Prepare the filling:
Heat the olive oil in a medium-sized saucepan. Add the diced onion and cook until the onion is transparent but not browned. Add the minced garlic and cook for one more minute only. Add the canned tomatos (reserving the juice in the can) and continue to cook over medium heat, breaking up the tomatoes as you stir. Then add the shredded chicken, the hearts of palm, the peas, the green onion and parsley and the chopped olives. Stir briefly. Add the reserved juice from the tomatoes, bit by bit, until the mixture is thoroughly moist, but not overly-liquid.
Prepare the pie:
Preheat the oven to 350F (180C). Remove the chilled pie dough from the refrigerator, and roll out slightly more than half of the ball into a circle about 11 inches in diameter. Place into a 9 inch circular pie pan, or cake pan with removable bottom, covering the bottom and sides of the pan. Using a fork, poke holes into the dough, fill the pan with pie weights or dried beans, and put into the preheated oven for 10 minutes.

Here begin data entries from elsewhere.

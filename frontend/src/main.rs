use leafscan_frontend::{App, logging};
use leptos::prelude::*;

// Use lol_alloc as the global allocator for smaller WASM size
#[cfg(target_arch = "wasm32")]
use lol_alloc::{AssumeSingleThreaded, FreeListAllocator};

#[cfg(target_arch = "wasm32")]
#[global_allocator]
static ALLOCATOR: AssumeSingleThreaded<FreeListAllocator> =
    unsafe { AssumeSingleThreaded::new(FreeListAllocator::new()) };

pub fn main() {
    console_error_panic_hook::set_once();
    logging::init();
    mount_to_body(App);
}
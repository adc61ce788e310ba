//! 线条图标
//!
//! 统一 24x24 视口、描边绘制；尺寸与颜色由调用方通过 `attr:class` 指定。

use leptos::prelude::*;

macro_rules! icon {
    ($name:ident, $body:literal) => {
        #[component]
        pub fn $name() -> impl IntoView {
            let body: &'static str = $body;
            view! {
                <svg
                    xmlns="http://www.w3.org/2000/svg"
                    width="24"
                    height="24"
                    viewBox="0 0 24 24"
                    fill="none"
                    stroke="currentColor"
                    stroke-width="2"
                    stroke-linecap="round"
                    stroke-linejoin="round"
                    inner_html=body
                ></svg>
            }
        }
    };
}

icon!(
    Leaf,
    r#"<path d="M11 20A7 7 0 0 1 9.8 6.1C15.5 5 17 4.48 19 2c1 2 2 4.18 2 8 0 5.5-4.78 10-10 10Z"/><path d="M2 21c0-3 1.85-5.36 5.08-6C9.5 14.52 12 13 13 12"/>"#
);
icon!(
    Upload,
    r#"<path d="M21 15v4a2 2 0 0 1-2 2H5a2 2 0 0 1-2-2v-4"/><polyline points="17 8 12 3 7 8"/><line x1="12" x2="12" y1="3" y2="15"/>"#
);
icon!(
    LogOut,
    r#"<path d="M9 21H5a2 2 0 0 1-2-2V5a2 2 0 0 1 2-2h4"/><polyline points="16 17 21 12 16 7"/><line x1="21" x2="9" y1="12" y2="12"/>"#
);
icon!(
    History,
    r#"<path d="M3 12a9 9 0 1 0 9-9 9.75 9.75 0 0 0-6.74 2.74L3 8"/><path d="M3 3v5h5"/><path d="M12 7v5l4 2"/>"#
);
icon!(
    Camera,
    r#"<path d="M14.5 4h-5L7 7H4a2 2 0 0 0-2 2v9a2 2 0 0 0 2 2h16a2 2 0 0 0 2-2V9a2 2 0 0 0-2-2h-3l-2.5-3z"/><circle cx="12" cy="13" r="3"/>"#
);
icon!(
    Sparkles,
    r#"<path d="m12 3-1.912 5.813a2 2 0 0 1-1.275 1.275L3 12l5.813 1.912a2 2 0 0 1 1.275 1.275L12 21l1.912-5.813a2 2 0 0 1 1.275-1.275L21 12l-5.813-1.912a2 2 0 0 1-1.275-1.275L12 3Z"/>"#
);
icon!(
    AlertTriangle,
    r#"<path d="m21.73 18-8-14a2 2 0 0 0-3.48 0l-8 14A2 2 0 0 0 4 21h16a2 2 0 0 0 1.73-3Z"/><path d="M12 9v4"/><path d="M12 17h.01"/>"#
);
icon!(
    CheckCircle,
    r#"<path d="M22 11.08V12a10 10 0 1 1-5.93-9.14"/><polyline points="22 4 12 14.01 9 11.01"/>"#
);
icon!(
    Trash,
    r#"<path d="M3 6h18"/><path d="M19 6v14c0 1-1 2-2 2H7c-1 0-2-1-2-2V6"/><path d="M8 6V4c0-1 1-2 2-2h4c1 0 2 1 2 2v2"/>"#
);
icon!(
    Mail,
    r#"<rect width="20" height="16" x="2" y="4" rx="2"/><path d="m22 7-8.97 5.7a1.94 1.94 0 0 1-2.06 0L2 7"/>"#
);
icon!(
    Phone,
    r#"<path d="M22 16.92v3a2 2 0 0 1-2.18 2 19.79 19.79 0 0 1-8.63-3.07 19.5 19.5 0 0 1-6-6 19.79 19.79 0 0 1-3.07-8.67A2 2 0 0 1 4.11 2h3a2 2 0 0 1 2 1.72 12.84 12.84 0 0 0 .7 2.81 2 2 0 0 1-.45 2.11L8.09 9.91a16 16 0 0 0 6 6l1.27-1.27a2 2 0 0 1 2.11-.45 12.84 12.84 0 0 0 2.81.7A2 2 0 0 1 22 16.92z"/>"#
);
icon!(
    Clock,
    r#"<circle cx="12" cy="12" r="10"/><polyline points="12 6 12 12 16 14"/>"#
);
icon!(
    Globe,
    r#"<circle cx="12" cy="12" r="10"/><path d="M12 2a14.5 14.5 0 0 0 0 20 14.5 14.5 0 0 0 0-20"/><path d="M2 12h20"/>"#
);
icon!(
    Cpu,
    r#"<rect x="4" y="4" width="16" height="16" rx="2"/><rect x="9" y="9" width="6" height="6"/><path d="M15 2v2"/><path d="M15 20v2"/><path d="M2 15h2"/><path d="M2 9h2"/><path d="M20 15h2"/><path d="M20 9h2"/><path d="M9 2v2"/><path d="M9 20v2"/>"#
);
icon!(
    Cloud,
    r#"<path d="M17.5 19H9a7 7 0 1 1 6.71-9h1.79a4.5 4.5 0 1 1 0 9Z"/>"#
);
icon!(
    TrendingUp,
    r#"<polyline points="22 7 13.5 15.5 8.5 10.5 2 17"/><polyline points="16 7 22 7 22 13"/>"#
);
icon!(
    Zap,
    r#"<polygon points="13 2 3 14 12 14 11 22 21 10 12 10 13 2"/>"#
);
icon!(
    Shield,
    r#"<path d="M20 13c0 5-3.5 7.5-7.66 8.95a1 1 0 0 1-.67-.01C7.5 20.5 4 18 4 13V6a1 1 0 0 1 1-1c2 0 4.5-1.2 6.24-2.72a1.17 1.17 0 0 1 1.52 0C14.51 3.81 17 5 19 5a1 1 0 0 1 1 1z"/>"#
);
icon!(
    ArrowLeft,
    r#"<path d="m12 19-7-7 7-7"/><path d="M19 12H5"/>"#
);
icon!(
    PaperPlane,
    r#"<path d="m22 2-7 20-4-9-9-4Z"/><path d="M22 2 11 13"/>"#
);
icon!(
    Sun,
    r#"<circle cx="12" cy="12" r="4"/><path d="M12 2v2"/><path d="M12 20v2"/><path d="m4.93 4.93 1.41 1.41"/><path d="m17.66 17.66 1.41 1.41"/><path d="M2 12h2"/><path d="M20 12h2"/><path d="m6.34 17.66-1.41 1.41"/><path d="m19.07 4.93-1.41 1.41"/>"#
);
icon!(
    Moon,
    r#"<path d="M12 3a6 6 0 0 0 9 9 9 9 0 1 1-9-9Z"/>"#
);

Remove from oven, remove the weights, then fill the pie with the reserved filling. Spread the cream cheese evenly over the filling. Roll out the remaining dough into a circle about 10 inches in diameter, and cover the lower crust and filling. Trim the crusts, and seal them together. Cut several holes in the top crust. Return to the oven and cook for about 20 minutes, or until the top crust is nicely browned.
Remove from oven and let cool for at least 15 minutes. Can be served hot or at room temperature.